Un altro dato allarmante che emerge, è che un punto vendita su tre non ha ancora riaperto a seguito del lockdown e di questi quasi la metà dichiara di aver definitivamente cessato l’attività. “È troppo costoso tenere aperto con le attuali nuove regole”, ha risposto il 14% degli intervistati. Con l’avvento della pandemia un po’ tutti i settori della nostra vita si sono spostati sul digitale, questo è un dato innegabile, e ciò è successo anche per il settore del commercio. Tanti consumatori hanno pensato di acquistare online prodotti che prima avevano comprato sempre in negozio. Un’evoluzione si del mercato online se guardiamo al futuro, ma un lento declino del mercato fisico mi viene da pensare.
Lungi da me dal fare critiche ( chi è senza peccato scagli la prima pietra, anch’io acquisto spesso online ) ma, da vecchio tradizionalista, amo di più acquistare in un negozio fisico e, quando penso a tanti negozi che muoiono ogni giorno di più mentre crescono giganti del settore online, non posso fare altro che innervosirmi. In tanti mi dicono “la società si deve evolvere, i consumi online fanno parte del futuro”! Si, è vero, ma come si fa a digitalizzare magari una vecchia bottega artigianale o un modesto commerciante magari di una certa età per far entrare nella sua bottega anche un ecommerce?
Altro punto di cui abbiamo parlato è quello dell'Italia a colori: giallo, arancione, rosso… e in ultimo bianco. No, non è l’arcobaleno, ma le fasce in cui viene divisa la nostra Penisola in base ai dati dell’ISS sull’indice di contagio… Decisioni che mettono in ginocchio ancor di più il settore del commercio. Si, perchè già causa pandemia ci sono state varie restrizioni, ma queste pesano ancor di più quando, per esempio, si passa improvvisamente da una zona gialla a quella rossa. Pensiamo ad esempio i ristoratori: magari acquistano materie prime per prepararsi al weekend spendendo anche parecchio e poi sono costretti a chiudere buttando all’aria soldi e cibo. O gli stessi negozi di abbigliamento che magari acquistano merce che resta invenduta. E proprio su questo punto prendo in considerazione una protesta fatta a novembre a Napoli da alcuni negozianti: in segno di protesta, alcuni esercizi hanno esposto dei manichini con volti scheletrici, lenzuola da fantasma e cartelli con l'hashtag #invisibili. Tra gli slogan, “abbattere i costi dei contributi per il personale”, oppure “siamo aperti, ma è come se fossimo chiusi…senza clienti”. E ancora, “Il 50 per cento delle attività è a rischio chiusura”, “I magazzini sono pieni di merce da pagare”. "Azzeramento dell'Iva sulle utenze”.

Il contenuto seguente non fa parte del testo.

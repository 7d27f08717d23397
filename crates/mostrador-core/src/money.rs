//! # Money Module
//!
//! Provides the `Money` type for handling monetary values safely.
//!
//! ## Why Integer Money?
//! ```text
//! ┌─────────────────────────────────────────────────────────────────────────┐
//! │  THE FLOATING POINT PROBLEM                                             │
//! │                                                                         │
//! │  In floating point:                                                     │
//! │    0.1 + 0.2 = 0.30000000000000004  ❌ WRONG!                           │
//! │                                                                         │
//! │  Spreadsheets and CSV exports hand us prices as text or floats.         │
//! │  We parse the TEXT into cents and never do arithmetic on floats.        │
//! │                                                                         │
//! │  OUR SOLUTION: Integer Cents                                            │
//! │    "2.50" ──► 250 cents ──► ×3 ──► 750 cents ──► "$7.50"               │
//! │                                                                         │
//! └─────────────────────────────────────────────────────────────────────────┘
//! ```
//!
//! Arithmetic is checked and returns `None` on overflow.
//!
//! ## Usage
//! ```rust
//! use mostrador_core::money::Money;
//!
//! let price = Money::from_cents(1099); // $10.99
//! let total = price
//!     .checked_multiply_quantity(2)
//!     .and_then(|t| t.checked_add(Money::from_cents(500))); // $26.98
//! assert_eq!(total.map(|t| t.cents()), Some(2698));
//!
//! let parsed = Money::parse_decimal("2.5").unwrap();
//! assert_eq!(parsed.cents(), 250);
//! ```

use serde::{Deserialize, Serialize};
use std::fmt;

use crate::error::ValidationError;

// =============================================================================
// Money Type
// =============================================================================

/// A monetary value in the smallest currency unit (cents).
///
/// ## Where Money is Used
/// ```text
/// ┌─────────────────────────────────────────────────────────────────────────┐
/// │  Product.price_cents ──► CartLine.unit_price_cents (maybe overridden)  │
/// │                                   │                                     │
/// │                                   ▼                                     │
/// │                         CartLine.line_total() ──► Cart.total()          │
/// │                                                        │                │
/// │                                                        ▼                │
/// │                                           Sale.total_cents (stored)     │
/// └─────────────────────────────────────────────────────────────────────────┘
/// ```
#[derive(Debug, Clone, Copy, PartialEq, Eq, PartialOrd, Ord, Hash, Serialize, Deserialize)]
pub struct Money(i64);

impl Money {
    /// Creates a Money value from cents.
    ///
    /// ```rust
    /// use mostrador_core::money::Money;
    ///
    /// let price = Money::from_cents(1099);
    /// assert_eq!(price.cents(), 1099);
    /// ```
    #[inline]
    pub const fn from_cents(cents: i64) -> Self {
        Money(cents)
    }

    /// Returns the value in cents.
    #[inline]
    pub const fn cents(&self) -> i64 {
        self.0
    }

    /// Returns the major unit portion (truncated toward zero).
    #[inline]
    pub const fn major(&self) -> i64 {
        self.0 / 100
    }

    /// Returns the minor unit portion (always 0-99).
    #[inline]
    pub const fn minor(&self) -> i64 {
        (self.0 % 100).abs()
    }

    #[inline]
    pub const fn zero() -> Self {
        Money(0)
    }

    #[inline]
    pub const fn checked_add(self, other: Money) -> Option<Money> {
        match self.0.checked_add(other.0) {
            Some(cents) => Some(Money(cents)),
            None => None,
        }
    }

    /// Multiplies money by a quantity, `None` on overflow.
    ///
    /// ```rust
    /// use mostrador_core::money::Money;
    ///
    /// let unit_price = Money::from_cents(250);
    /// assert_eq!(unit_price.checked_multiply_quantity(3), Some(Money::from_cents(750)));
    /// assert_eq!(unit_price.checked_multiply_quantity(i64::MAX), None);
    /// ```
    #[inline]
    pub const fn checked_multiply_quantity(self, qty: i64) -> Option<Money> {
        match self.0.checked_mul(qty) {
            Some(cents) => Some(Money(cents)),
            None => None,
        }
    }

    /// Adds up amounts, `None` as soon as the running total overflows.
    pub fn checked_sum<I>(amounts: I) -> Option<Money>
    where
        I: IntoIterator<Item = Money>,
    {
        amounts
            .into_iter()
            .try_fold(Money::zero(), |total, amount| total.checked_add(amount))
    }

    /// Parses a decimal amount written with a `.` separator.
    ///
    /// ## Rules
    /// - Optional leading `-`
    /// - Digits, optionally followed by `.` and more digits
    /// - Digits past the second decimal round half up
    ///
    /// ```rust
    /// use mostrador_core::money::Money;
    ///
    /// assert_eq!(Money::parse_decimal("10").unwrap().cents(), 1000);
    /// assert_eq!(Money::parse_decimal("2.5").unwrap().cents(), 250);
    /// assert_eq!(Money::parse_decimal("0.125").unwrap().cents(), 13);
    /// assert!(Money::parse_decimal("abc").is_err());
    /// ```
    pub fn parse_decimal(input: &str) -> Result<Money, ValidationError> {
        let text = input.trim();
        let invalid = |reason: &str| ValidationError::invalid_format("amount", reason);

        let (negative, digits) = match text.strip_prefix('-') {
            Some(rest) => (true, rest),
            None => (false, text),
        };
        let (whole, fraction) = digits.split_once('.').unwrap_or((digits, ""));

        if whole.is_empty() && fraction.is_empty() {
            return Err(invalid("expected a number"));
        }
        let all_digits = |part: &str| part.bytes().all(|b| b.is_ascii_digit());
        if !all_digits(whole) || !all_digits(fraction) {
            return Err(invalid("expected digits with an optional '.' separator"));
        }

        let whole_value: i64 = if whole.is_empty() {
            0
        } else {
            whole.parse().map_err(|_| invalid("amount is too large"))?
        };

        let mut fraction_digits = fraction.bytes().map(|b| i64::from(b - b'0'));
        let tenths = fraction_digits.next().unwrap_or(0);
        let hundredths = fraction_digits.next().unwrap_or(0);
        let round_up = fraction_digits.next().is_some_and(|d| d >= 5);

        let cents = whole_value
            .checked_mul(100)
            .and_then(|v| v.checked_add(tenths * 10 + hundredths + i64::from(round_up)))
            .ok_or_else(|| invalid("amount is too large"))?;

        Ok(Money(if negative { -cents } else { cents }))
    }

    /// Formats the amount with the given currency symbol, e.g. `"$1234.50"`.
    pub fn format_with_symbol(&self, symbol: &str) -> String {
        let sign = if self.0 < 0 { "-" } else { "" };
        format!("{}{}{}.{:02}", sign, symbol, self.major().abs(), self.minor())
    }

    /// Returns the amount in major units as a float.
    ///
    /// Only for presentation layers that need a numeric cell (spreadsheets).
    #[inline]
    pub fn as_major_units(&self) -> f64 {
        self.0 as f64 / 100.0
    }
}

// =============================================================================
// Trait Implementations
// =============================================================================

impl fmt::Display for Money {
    fn fmt(&self, f: &mut fmt::Formatter<'_>) -> fmt::Result {
        f.write_str(&self.format_with_symbol("$"))
    }
}

impl Default for Money {
    fn default() -> Self {
        Money::zero()
    }
}

// =============================================================================
// Unit Tests
// =============================================================================

#[cfg(test)]
mod tests {
    use super::*;

    #[test]
    fn test_from_cents() {
        let money = Money::from_cents(1099);
        assert_eq!(money.cents(), 1099);
        assert_eq!(money.major(), 10);
        assert_eq!(money.minor(), 99);
    }

    #[test]
    fn test_display() {
        assert_eq!(format!("{}", Money::from_cents(1099)), "$10.99");
        assert_eq!(format!("{}", Money::from_cents(500)), "$5.00");
        assert_eq!(format!("{}", Money::from_cents(-550)), "-$5.50");
        assert_eq!(format!("{}", Money::from_cents(0)), "$0.00");
    }

    #[test]
    fn test_format_with_symbol() {
        assert_eq!(Money::from_cents(750).format_with_symbol("AR$ "), "AR$ 7.50");
    }

    #[test]
    fn test_checked_arithmetic() {
        let a = Money::from_cents(1000);
        let b = Money::from_cents(500);

        assert_eq!(a.checked_add(b), Some(Money::from_cents(1500)));
        assert_eq!(a.checked_multiply_quantity(3), Some(Money::from_cents(3000)));
        assert_eq!(Money::checked_sum([a, b, b]), Some(Money::from_cents(2000)));
        assert_eq!(Money::checked_sum([]), Some(Money::zero()));
    }

    #[test]
    fn test_overflow_is_reported_not_wrapped() {
        let huge = Money::from_cents(4_611_686_018_427_387_904);

        assert_eq!(huge.checked_multiply_quantity(2), None);
        assert_eq!(Money::from_cents(i64::MAX).checked_add(Money::from_cents(1)), None);
        assert_eq!(Money::checked_sum([huge, huge]), None);
    }

    #[test]
    fn test_parse_decimal_accepts_common_shapes() {
        assert_eq!(Money::parse_decimal("2.5").unwrap().cents(), 250);
        assert_eq!(Money::parse_decimal("2.50").unwrap().cents(), 250);
        assert_eq!(Money::parse_decimal(" 1500 ").unwrap().cents(), 150000);
        assert_eq!(Money::parse_decimal(".75").unwrap().cents(), 75);
        assert_eq!(Money::parse_decimal("3.").unwrap().cents(), 300);
        assert_eq!(Money::parse_decimal("-1.5").unwrap().cents(), -150);
    }

    #[test]
    fn test_parse_decimal_rounds_half_up() {
        assert_eq!(Money::parse_decimal("0.125").unwrap().cents(), 13);
        assert_eq!(Money::parse_decimal("0.124").unwrap().cents(), 12);
        assert_eq!(Money::parse_decimal("2.999").unwrap().cents(), 300);
    }

    #[test]
    fn test_parse_decimal_rejects_garbage() {
        assert!(Money::parse_decimal("").is_err());
        assert!(Money::parse_decimal(".").is_err());
        assert!(Money::parse_decimal("-").is_err());
        assert!(Money::parse_decimal("1,5").is_err());
        assert!(Money::parse_decimal("12a").is_err());
        assert!(Money::parse_decimal("99999999999999999999").is_err());
    }
}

Nel momento in cui funzionerà, solo il vaccino potrà ripristinare la fiducia nei comportamenti delle persone, che è andata completamente persa. Il clima che stiamo vivendo è estremamente poco socializzante e questo non aiuta, credo, né al ripristino della realtà com’era prima nè allo stesso commercio ( in pochi si fideranno ad uscire per acquistare ciò che prima facevano abitualmente nei negozi fisici e a compiere gesti normalissimi quali organizzarsi per cenare al ristorante ).
Riflettevo su chi pagherà di più il prezzo dell’effetto pandemia covid… Mi viene da pensare in linea generale tutti, chi più chi meno. Ma penso ai giovani, a coloro che magari si sono adoperati per costruire il proprio sogno di vita creando imprese, negozi, ristoranti, sia a causa degli effetti economici che produce, sia, soprattutto a causa delle scelte politiche di chi governa l’emergenza. Il debito pubblico salirà a livelli senza precedenti dall’ultimo dopoguerra.